CZYLI CZTERY HISTORIE

WSPÓŁCZESNYCH KOBIET

KTÓRE STAŁY SIĘ PRAWDZIWYMI 

NIEWOLNICAMI



HISTORIA PIERWSZA

LAUREN

AMERYKAŃSKA NIEWOLNICA SZEJKA BRUNEI

Cz. VIII






Wnętrze nie pasowało do biznesowego budynku. Spodziewałam się, że zobaczę pomieszczenie biurowe, a tymczasem w pokoju znajdowały się bogato zdobione meble, współczesne podróbki stylu Ludwika XIV, i detale w stylu art déco. Wydawać się mogło, że architekt księcia ma wiele osobowości. Na blacie wielkiego mahoniowego biurka stały liczne fotografie, jak się domyślałam, żon i dzieci księcia. Przyglądałam im się, próbowałam coś wyczytać z ich twarzy, odgadnąć, jak może wyglądać ich życie. Osobą uwidocznioną na większości zdjęć był młody mężczyzna, który wyglądał jak ogromny nalany bobas, najczęściej w opinającym go ciasno stroju do polo. Czy to był książę Hakeem, najstarszy syn Robina i dziedzic fortuny? Ten olbrzym to progenitura drobnego Robina? Hakeem przypominał Francisa z Wielkiej przygody Pee-Wee Hermana. Wyobraziłam sobie zadowolonego z siebie małolata siedzącego w wannie wielkości basenu i bawiącego się modelami okrętów wojennych.
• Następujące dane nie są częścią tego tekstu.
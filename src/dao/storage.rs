use std::error::Error;
use thiserror::Error;

/// Result alias shared by the card bank and game history backends.
pub type StorageResult<T> = Result<T, StorageError>;

/// Failure surfaced when the card bank or history backend cannot be reached.
/// Callers map this to a 503 rather than inspecting the backend-specific
/// source.
#[derive(Debug, Error)]
pub enum StorageError {
    #[error("storage unavailable: {message}")]
    Unavailable {
        message: String,
        #[source]
        source: Box<dyn Error + Send + Sync>,
    },
}

impl StorageError {
    /// Wrap a backend failure, keeping it as the error source for logging.
    pub fn unavailable(message: String, source: impl Error + Send + Sync + 'static) -> Self {
        StorageError::Unavailable {
            message,
            source: Box::new(source),
        }
    }
}
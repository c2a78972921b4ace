use axum::Router;

use crate::state::SharedState;

pub mod cards;
pub mod docs;
pub mod health;

/// Compose all route trees, wiring in shared state and documentation routes.
pub fn router(state: SharedState) -> Router<()> {
    let api_router = health::router().merge(cards::router());

    let docs_router = docs::router(state.clone());

    api_router.merge(docs_router).with_state(state)
}
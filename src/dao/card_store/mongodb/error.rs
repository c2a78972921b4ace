use mongodb::error::Error as MongoError;
use thiserror::Error;

pub type MongoResult<T> = std::result::Result<T, MongoDaoError>;

/// Failures raised by the MongoDB card bank and history backends.
#[derive(Debug, Error)]
pub enum MongoDaoError {
    #[error("failed to parse MongoDB connection URI `{uri}`")]
    InvalidUri {
        uri: String,
        #[source]
        source: MongoError,
    },
    #[error("failed to build MongoDB client from options")]
    ClientConstruction {
        #[source]
        source: MongoError,
    },
    #[error("MongoDB ping failed during initial connection after {attempts} attempt(s)")]
    InitialPing {
        attempts: u32,
        #[source]
        source: MongoError,
    },
    #[error("MongoDB ping health check failed")]
    HealthPing {
        #[source]
        source: MongoError,
    },
    #[error("failed to ensure index `{index}` on collection `{collection}`")]
    EnsureIndex {
        collection: &'static str,
        index: &'static str,
        #[source]
        source: MongoError,
    },
    #[error("failed to draw a random card")]
    FindRandomCard {
        #[source]
        source: MongoError,
    },
    #[error("failed to list cards for pool key `{key}`")]
    ListCards {
        key: String,
        #[source]
        source: MongoError,
    },
    #[error("failed to count cards for pool key `{key}`")]
    CountCards {
        key: String,
        #[source]
        source: MongoError,
    },
    #[error("failed to enumerate pool keys")]
    ListPoolKeys {
        #[source]
        source: MongoError,
    },
    #[error("failed to load deck for language `{language}`")]
    FindDeck {
        language: String,
        #[source]
        source: MongoError,
    },
    #[error("failed to append history for game `{game_id}`")]
    AppendHistory {
        game_id: String,
        #[source]
        source: MongoError,
    },
    #[error("failed to read history for game `{game_id}`")]
    ReadHistory {
        game_id: String,
        #[source]
        source: MongoError,
    },
    #[error("failed to evict history for game `{game_id}`")]
    EvictHistory {
        game_id: String,
        #[source]
        source: MongoError,
    },
}
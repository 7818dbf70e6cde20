use anyhow::{Error, Result};
use tokio_rusqlite::Connection;

pub async fn async_db(db_path: &str) -> Result<Connection, Error> {
    let db = Connection::open(db_path).await?;
    Ok(db)
}

/// Create the chat log table if it doesn't already exist. Safe to run
/// on every startup.
pub fn initialize_db(conn: &rusqlite::Connection) -> rusqlite::Result<()> {
    conn.execute_batch(
        r#"
        CREATE TABLE IF NOT EXISTS chat_log (
            id INTEGER PRIMARY KEY AUTOINCREMENT,
            user_prompt TEXT NOT NULL,
            bot_response TEXT NOT NULL,
            timestamp TEXT NOT NULL
        );
        CREATE INDEX IF NOT EXISTS chat_log_timestamp_idx ON chat_log (timestamp);
        "#,
    )
}
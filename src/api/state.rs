use std::collections::HashMap;
use std::sync::Arc;
use std::time::{Duration, Instant};

use tokio::sync::Mutex;

use crate::ai::chat::Chat;
use crate::audit::AuditLog;
use crate::core::AppConfig;

/// Sessions untouched for this long are dropped the next time a new
/// session starts.
pub const SESSION_IDLE_TIMEOUT: Duration = Duration::from_secs(60 * 60);

// Each session gets its own lock so turns within a session run one
// at a time while other sessions proceed.
pub type SessionChat = Arc<Mutex<Chat>>;

pub struct Session {
    pub chat: SessionChat,
    pub last_active: Instant,
}

pub struct AppState {
    // Chat sessions live in memory only and are gone on restart
    pub sessions: HashMap<String, Session>,
    pub session_idle_timeout: Duration,
    pub audit: AuditLog,
    pub config: AppConfig,
}

impl AppState {
    pub fn new(audit: AuditLog, config: AppConfig) -> Self {
        Self {
            sessions: HashMap::new(),
            session_idle_timeout: SESSION_IDLE_TIMEOUT,
            audit,
            config,
        }
    }

    /// Remove sessions idle for at least `session_idle_timeout`,
    /// returning how many were removed. A turn already running keeps
    /// its own handle to the chat and finishes normally.
    pub fn prune_idle_sessions(&mut self, now: Instant) -> usize {
        let timeout = self.session_idle_timeout;
        let before = self.sessions.len();
        self.sessions
            .retain(|_, session| now.saturating_duration_since(session.last_active) < timeout);
        before - self.sessions.len()
    }
}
Kobiety na zdjęciach wyglądały olśniewająco, zawsze w pełnym makijażu, owinięte brokatowymi sukniami i w udrapowanych chustach skrywających włosy. Czy to były jego żony? Była też uśmiechnięta dziewczynka z kucykami. Zastanawiałam się, kiedy będzie musiała zamienić je na chustę. Czy to jego córka? Na żadnym zdjęciu nie widziałam go z kobietami, natomiast na jednym czy dwóch stał obok Hakeema. Nie wiedziałam, na co czekam, ale miałam nadzieję, że na księcia. Myślę teraz, iż wtedy musiałam się dziwnie czuć, patrząc na liczne wizerunki żon Robina i jednocześnie licząc na jego przyjście, ale z drugiej strony po iluś nocach spędzonych w pałacu zdążyłam się przyzwyczaić do tego, że otacza się miliardami kobiet. Ułożyłam się w atrakcyjnej, a pozornie niedbałej pozie na sofie i tak zastygłam, mimo że w klimatyzowanym pokoju panowała subarktyczna temperatura, tak że dziwiło mnie, iż nie widać pary z ust. Według złotego zegara po przeciwnej stronie pokoju upłynęło dziesięć minut, potem pół godziny. Zrezygnowałam z upozowania i podciągnęłam kolana pod sukienkę. Pocierałam ramiona, na których pojawiła się gęsia skórka. Zwinęłam się w możliwie najmniejszy kłębek, gotowa jednak na najlżejszy obrót gałki w drzwiach powrócić do seksownej pozy. Lecz drzwi pozostawały zamknięte.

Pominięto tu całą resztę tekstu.